§ YOUR ASSIGNMENT
Repeat only the lines below from the one containing "let mut csprng = rand::rngs::OsRng;" through the one containing "an Ed25519 signature.", inclusive, exactly as written.

§ SUPPLIED RECORDS

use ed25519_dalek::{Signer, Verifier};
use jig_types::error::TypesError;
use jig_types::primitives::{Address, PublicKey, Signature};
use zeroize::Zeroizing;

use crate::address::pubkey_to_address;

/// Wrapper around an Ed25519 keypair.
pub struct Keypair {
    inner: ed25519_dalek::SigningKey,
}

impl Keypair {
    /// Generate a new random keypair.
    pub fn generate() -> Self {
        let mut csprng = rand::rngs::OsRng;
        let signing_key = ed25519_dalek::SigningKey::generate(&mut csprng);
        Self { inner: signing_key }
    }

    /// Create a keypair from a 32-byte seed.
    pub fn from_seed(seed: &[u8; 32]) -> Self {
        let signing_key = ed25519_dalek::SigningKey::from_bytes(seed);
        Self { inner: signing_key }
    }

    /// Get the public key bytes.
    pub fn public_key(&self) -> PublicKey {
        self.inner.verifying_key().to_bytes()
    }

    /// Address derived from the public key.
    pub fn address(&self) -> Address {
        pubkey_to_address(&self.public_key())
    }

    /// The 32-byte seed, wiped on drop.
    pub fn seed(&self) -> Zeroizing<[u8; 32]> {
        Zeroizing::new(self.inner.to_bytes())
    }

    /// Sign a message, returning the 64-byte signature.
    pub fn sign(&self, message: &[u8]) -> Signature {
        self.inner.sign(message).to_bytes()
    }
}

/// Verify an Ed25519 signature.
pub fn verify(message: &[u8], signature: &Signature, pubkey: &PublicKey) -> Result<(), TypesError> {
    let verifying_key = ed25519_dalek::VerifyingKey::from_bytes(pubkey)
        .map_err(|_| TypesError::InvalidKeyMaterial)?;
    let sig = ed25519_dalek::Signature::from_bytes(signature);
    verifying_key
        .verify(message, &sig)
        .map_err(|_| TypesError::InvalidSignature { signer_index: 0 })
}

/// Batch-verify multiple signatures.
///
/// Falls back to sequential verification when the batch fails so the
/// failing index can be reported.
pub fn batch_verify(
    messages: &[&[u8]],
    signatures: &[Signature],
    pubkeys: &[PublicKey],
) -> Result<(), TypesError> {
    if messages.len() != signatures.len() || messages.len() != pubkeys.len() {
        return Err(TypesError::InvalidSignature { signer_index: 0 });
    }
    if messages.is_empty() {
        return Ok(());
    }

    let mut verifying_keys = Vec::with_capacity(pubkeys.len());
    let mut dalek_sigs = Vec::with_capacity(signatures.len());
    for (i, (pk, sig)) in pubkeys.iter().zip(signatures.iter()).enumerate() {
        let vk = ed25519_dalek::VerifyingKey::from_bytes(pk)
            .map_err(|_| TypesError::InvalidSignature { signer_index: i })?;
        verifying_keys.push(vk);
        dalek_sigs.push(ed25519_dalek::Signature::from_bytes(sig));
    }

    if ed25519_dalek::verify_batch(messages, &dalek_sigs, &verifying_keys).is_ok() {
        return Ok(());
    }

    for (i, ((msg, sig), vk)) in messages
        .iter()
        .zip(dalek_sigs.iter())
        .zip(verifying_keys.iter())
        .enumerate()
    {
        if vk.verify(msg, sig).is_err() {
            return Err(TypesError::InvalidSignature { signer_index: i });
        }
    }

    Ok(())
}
--
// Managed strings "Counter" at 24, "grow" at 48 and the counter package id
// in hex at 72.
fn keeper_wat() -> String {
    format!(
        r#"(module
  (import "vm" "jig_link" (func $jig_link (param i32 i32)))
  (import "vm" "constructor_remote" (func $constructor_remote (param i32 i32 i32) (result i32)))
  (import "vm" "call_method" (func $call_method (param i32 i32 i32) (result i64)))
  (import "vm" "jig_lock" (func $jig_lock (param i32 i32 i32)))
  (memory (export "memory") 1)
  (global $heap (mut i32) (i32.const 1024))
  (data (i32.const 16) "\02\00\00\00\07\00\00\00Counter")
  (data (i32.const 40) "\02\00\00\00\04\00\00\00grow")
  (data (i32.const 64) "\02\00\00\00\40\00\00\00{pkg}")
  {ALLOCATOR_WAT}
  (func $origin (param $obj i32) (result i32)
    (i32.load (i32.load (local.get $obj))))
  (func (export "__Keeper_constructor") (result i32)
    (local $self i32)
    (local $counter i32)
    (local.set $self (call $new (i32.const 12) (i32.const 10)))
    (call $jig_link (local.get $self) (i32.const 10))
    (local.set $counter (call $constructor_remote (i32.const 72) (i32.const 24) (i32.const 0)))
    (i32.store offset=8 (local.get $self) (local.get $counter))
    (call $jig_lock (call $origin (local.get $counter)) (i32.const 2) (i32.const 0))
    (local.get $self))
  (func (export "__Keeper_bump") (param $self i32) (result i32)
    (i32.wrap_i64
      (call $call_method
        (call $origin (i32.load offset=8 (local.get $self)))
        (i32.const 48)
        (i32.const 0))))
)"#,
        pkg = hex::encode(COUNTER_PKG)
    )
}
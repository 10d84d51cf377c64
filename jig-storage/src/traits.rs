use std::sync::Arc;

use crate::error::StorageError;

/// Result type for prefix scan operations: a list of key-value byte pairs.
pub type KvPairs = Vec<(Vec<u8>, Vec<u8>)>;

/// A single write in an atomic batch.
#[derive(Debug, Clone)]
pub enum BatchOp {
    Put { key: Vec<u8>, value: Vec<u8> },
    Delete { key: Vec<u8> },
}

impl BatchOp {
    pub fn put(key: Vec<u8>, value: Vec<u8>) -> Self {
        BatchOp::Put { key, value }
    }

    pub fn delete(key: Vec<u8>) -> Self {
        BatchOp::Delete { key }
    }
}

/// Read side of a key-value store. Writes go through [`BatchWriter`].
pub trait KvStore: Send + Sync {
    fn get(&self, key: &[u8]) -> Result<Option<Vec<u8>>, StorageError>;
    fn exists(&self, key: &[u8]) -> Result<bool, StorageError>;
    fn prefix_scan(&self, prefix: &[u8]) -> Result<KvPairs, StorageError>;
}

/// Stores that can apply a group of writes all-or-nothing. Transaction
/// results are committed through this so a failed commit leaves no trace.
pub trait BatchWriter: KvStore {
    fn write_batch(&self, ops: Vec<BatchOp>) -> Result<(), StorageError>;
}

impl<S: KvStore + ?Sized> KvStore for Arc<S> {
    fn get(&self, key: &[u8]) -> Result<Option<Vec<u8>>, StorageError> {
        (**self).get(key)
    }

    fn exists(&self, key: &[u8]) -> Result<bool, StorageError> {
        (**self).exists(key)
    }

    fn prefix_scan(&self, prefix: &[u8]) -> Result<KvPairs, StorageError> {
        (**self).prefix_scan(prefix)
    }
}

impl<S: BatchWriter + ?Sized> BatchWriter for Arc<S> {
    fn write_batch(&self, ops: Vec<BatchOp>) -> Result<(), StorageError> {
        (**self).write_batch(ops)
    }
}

§ ANSWER TO THIS PROBLEM
        let mut csprng = rand::rngs::OsRng;
        let signing_key = ed25519_dalek::SigningKey::generate(&mut csprng);
        Self { inner: signing_key }
    }

    /// Create a keypair from a 32-byte seed.
    pub fn from_seed(seed: &[u8; 32]) -> Self {
        let signing_key = ed25519_dalek::SigningKey::from_bytes(seed);
        Self { inner: signing_key }
    }

    /// Get the public key bytes.
    pub fn public_key(&self) -> PublicKey {
        self.inner.verifying_key().to_bytes()
    }

    /// Address derived from the public key.
    pub fn address(&self) -> Address {
        pubkey_to_address(&self.public_key())
    }

    /// The 32-byte seed, wiped on drop.
    pub fn seed(&self) -> Zeroizing<[u8; 32]> {
        Zeroizing::new(self.inner.to_bytes())
    }

    /// Sign a message, returning the 64-byte signature.
    pub fn sign(&self, message: &[u8]) -> Signature {
        self.inner.sign(message).to_bytes()
    }
}

/// Verify an Ed25519 signature.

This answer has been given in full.